──────── Data section

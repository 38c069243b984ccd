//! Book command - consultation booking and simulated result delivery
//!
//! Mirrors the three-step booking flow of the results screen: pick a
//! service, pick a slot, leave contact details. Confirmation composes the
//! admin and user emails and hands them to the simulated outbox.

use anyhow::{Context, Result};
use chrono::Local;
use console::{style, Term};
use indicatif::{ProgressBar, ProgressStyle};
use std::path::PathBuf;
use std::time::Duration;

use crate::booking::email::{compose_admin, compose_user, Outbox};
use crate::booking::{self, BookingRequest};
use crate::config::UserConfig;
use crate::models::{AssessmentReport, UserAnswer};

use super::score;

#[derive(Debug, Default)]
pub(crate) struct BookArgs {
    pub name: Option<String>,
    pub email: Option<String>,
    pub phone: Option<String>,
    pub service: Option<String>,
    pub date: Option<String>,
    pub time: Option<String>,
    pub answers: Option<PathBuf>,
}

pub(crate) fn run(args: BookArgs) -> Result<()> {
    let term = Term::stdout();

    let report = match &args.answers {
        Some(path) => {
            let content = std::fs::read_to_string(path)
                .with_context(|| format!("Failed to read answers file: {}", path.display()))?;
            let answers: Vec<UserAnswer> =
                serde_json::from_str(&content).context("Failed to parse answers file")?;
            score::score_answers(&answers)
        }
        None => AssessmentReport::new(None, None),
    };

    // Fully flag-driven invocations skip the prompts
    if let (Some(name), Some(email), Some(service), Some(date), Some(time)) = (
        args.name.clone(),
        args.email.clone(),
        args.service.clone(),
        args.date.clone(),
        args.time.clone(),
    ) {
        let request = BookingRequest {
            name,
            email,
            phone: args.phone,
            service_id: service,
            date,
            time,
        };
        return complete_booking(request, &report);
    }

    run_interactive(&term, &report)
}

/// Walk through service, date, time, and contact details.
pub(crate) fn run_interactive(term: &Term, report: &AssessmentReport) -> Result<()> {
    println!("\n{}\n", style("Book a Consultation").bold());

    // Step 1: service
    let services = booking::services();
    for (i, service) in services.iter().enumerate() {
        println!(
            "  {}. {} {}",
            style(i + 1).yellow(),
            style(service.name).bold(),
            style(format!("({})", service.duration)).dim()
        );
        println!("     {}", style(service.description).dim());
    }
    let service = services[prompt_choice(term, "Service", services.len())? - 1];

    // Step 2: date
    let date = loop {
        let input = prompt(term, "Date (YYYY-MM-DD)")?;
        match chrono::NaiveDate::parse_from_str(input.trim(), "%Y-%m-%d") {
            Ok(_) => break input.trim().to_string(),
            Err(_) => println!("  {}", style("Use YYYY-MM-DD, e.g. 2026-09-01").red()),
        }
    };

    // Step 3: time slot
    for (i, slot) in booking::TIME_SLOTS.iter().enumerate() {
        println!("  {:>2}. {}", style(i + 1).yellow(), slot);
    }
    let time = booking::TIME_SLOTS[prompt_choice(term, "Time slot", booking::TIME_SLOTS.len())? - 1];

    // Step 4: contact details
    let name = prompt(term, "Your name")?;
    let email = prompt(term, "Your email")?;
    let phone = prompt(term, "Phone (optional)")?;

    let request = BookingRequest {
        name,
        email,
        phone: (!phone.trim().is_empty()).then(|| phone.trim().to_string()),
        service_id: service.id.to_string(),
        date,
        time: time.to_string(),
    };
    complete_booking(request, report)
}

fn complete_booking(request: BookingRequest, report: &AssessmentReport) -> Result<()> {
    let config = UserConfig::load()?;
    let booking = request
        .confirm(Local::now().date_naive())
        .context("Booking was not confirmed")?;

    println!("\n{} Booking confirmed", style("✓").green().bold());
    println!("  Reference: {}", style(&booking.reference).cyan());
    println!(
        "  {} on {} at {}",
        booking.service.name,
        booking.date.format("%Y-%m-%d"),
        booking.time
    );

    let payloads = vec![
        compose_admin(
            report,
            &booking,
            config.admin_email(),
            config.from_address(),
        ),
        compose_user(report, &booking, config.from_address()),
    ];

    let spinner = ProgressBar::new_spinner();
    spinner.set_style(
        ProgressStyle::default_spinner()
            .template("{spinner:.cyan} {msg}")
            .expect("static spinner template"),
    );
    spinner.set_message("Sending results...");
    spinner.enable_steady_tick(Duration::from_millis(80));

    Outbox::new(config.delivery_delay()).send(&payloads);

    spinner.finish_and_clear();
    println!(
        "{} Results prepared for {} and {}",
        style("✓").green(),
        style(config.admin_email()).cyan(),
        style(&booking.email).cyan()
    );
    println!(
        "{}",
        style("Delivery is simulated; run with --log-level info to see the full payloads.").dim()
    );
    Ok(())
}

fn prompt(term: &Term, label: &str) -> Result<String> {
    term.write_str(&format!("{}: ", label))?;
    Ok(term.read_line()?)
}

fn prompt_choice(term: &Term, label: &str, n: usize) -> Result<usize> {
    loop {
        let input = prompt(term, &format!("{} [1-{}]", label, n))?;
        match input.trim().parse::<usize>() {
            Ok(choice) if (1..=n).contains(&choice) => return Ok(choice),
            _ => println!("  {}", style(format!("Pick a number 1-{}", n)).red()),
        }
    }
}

────────────────

■ **Exercise**
Pull out all lines containing the word "chrono" from the entries above.

■ **Result of the exercise**
use chrono::Local;
        match chrono::NaiveDate::parse_from_str(input.trim(), "%Y-%m-%d") {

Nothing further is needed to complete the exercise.